= What is expected =
Go through the entries below and copy each line containing the word "ScoringBackend".
::: Data to process :::
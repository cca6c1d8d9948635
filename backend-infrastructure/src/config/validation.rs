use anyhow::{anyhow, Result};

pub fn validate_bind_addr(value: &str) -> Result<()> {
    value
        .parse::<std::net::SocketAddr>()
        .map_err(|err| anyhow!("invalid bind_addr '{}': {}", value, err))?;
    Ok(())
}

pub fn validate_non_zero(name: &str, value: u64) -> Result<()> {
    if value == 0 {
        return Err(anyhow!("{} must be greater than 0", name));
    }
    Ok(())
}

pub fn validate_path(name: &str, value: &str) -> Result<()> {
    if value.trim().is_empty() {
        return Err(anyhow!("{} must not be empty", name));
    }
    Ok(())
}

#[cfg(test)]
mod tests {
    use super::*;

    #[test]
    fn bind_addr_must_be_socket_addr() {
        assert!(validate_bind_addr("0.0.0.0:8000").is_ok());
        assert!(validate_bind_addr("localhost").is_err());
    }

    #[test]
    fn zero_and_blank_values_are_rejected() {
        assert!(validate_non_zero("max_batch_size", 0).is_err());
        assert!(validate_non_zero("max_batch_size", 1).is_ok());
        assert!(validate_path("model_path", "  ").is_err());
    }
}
:::
::: Data to process :::
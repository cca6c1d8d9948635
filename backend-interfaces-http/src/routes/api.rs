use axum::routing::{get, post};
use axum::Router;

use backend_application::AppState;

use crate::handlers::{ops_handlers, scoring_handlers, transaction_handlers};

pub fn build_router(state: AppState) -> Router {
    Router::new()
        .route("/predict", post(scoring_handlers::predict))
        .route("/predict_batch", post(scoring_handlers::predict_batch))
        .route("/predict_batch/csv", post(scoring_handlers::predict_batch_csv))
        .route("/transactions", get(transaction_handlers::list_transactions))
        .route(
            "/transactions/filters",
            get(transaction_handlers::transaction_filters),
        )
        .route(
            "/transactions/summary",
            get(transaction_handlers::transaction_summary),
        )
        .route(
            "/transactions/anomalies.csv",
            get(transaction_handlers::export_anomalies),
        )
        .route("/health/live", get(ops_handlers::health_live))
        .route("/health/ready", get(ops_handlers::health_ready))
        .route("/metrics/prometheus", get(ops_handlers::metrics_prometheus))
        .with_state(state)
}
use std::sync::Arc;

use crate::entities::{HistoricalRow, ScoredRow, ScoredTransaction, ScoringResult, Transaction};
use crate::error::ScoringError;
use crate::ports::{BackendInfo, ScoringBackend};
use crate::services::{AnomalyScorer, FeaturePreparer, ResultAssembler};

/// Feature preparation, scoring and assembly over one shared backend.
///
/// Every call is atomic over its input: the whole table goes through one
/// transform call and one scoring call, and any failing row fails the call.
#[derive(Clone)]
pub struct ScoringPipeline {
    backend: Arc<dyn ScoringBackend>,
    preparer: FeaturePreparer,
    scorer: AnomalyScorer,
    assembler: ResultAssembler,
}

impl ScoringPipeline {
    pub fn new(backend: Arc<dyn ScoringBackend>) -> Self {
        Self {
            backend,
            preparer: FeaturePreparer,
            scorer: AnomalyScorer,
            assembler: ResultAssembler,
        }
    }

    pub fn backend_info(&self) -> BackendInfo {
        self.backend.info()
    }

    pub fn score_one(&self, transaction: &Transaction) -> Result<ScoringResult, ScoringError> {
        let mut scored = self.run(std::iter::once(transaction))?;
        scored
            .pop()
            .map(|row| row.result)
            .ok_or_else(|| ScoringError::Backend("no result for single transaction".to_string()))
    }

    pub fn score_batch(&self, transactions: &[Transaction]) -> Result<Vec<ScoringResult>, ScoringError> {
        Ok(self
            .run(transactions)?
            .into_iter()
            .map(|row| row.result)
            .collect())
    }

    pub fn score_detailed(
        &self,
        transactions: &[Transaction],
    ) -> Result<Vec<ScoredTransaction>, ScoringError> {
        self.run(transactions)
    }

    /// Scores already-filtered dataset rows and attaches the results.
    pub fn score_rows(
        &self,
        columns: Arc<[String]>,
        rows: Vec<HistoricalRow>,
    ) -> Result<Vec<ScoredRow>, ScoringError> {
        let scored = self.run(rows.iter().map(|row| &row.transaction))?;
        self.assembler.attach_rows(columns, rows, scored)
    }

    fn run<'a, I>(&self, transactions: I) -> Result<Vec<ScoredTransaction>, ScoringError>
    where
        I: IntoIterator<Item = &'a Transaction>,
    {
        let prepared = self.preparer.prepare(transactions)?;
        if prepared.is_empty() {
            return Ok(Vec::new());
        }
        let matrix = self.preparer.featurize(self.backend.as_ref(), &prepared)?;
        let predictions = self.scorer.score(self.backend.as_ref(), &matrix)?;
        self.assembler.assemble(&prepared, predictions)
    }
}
:::
= Solution to this exercise =
use crate::ports::{BackendInfo, ScoringBackend};
    backend: Arc<dyn ScoringBackend>,
    pub fn new(backend: Arc<dyn ScoringBackend>) -> Self {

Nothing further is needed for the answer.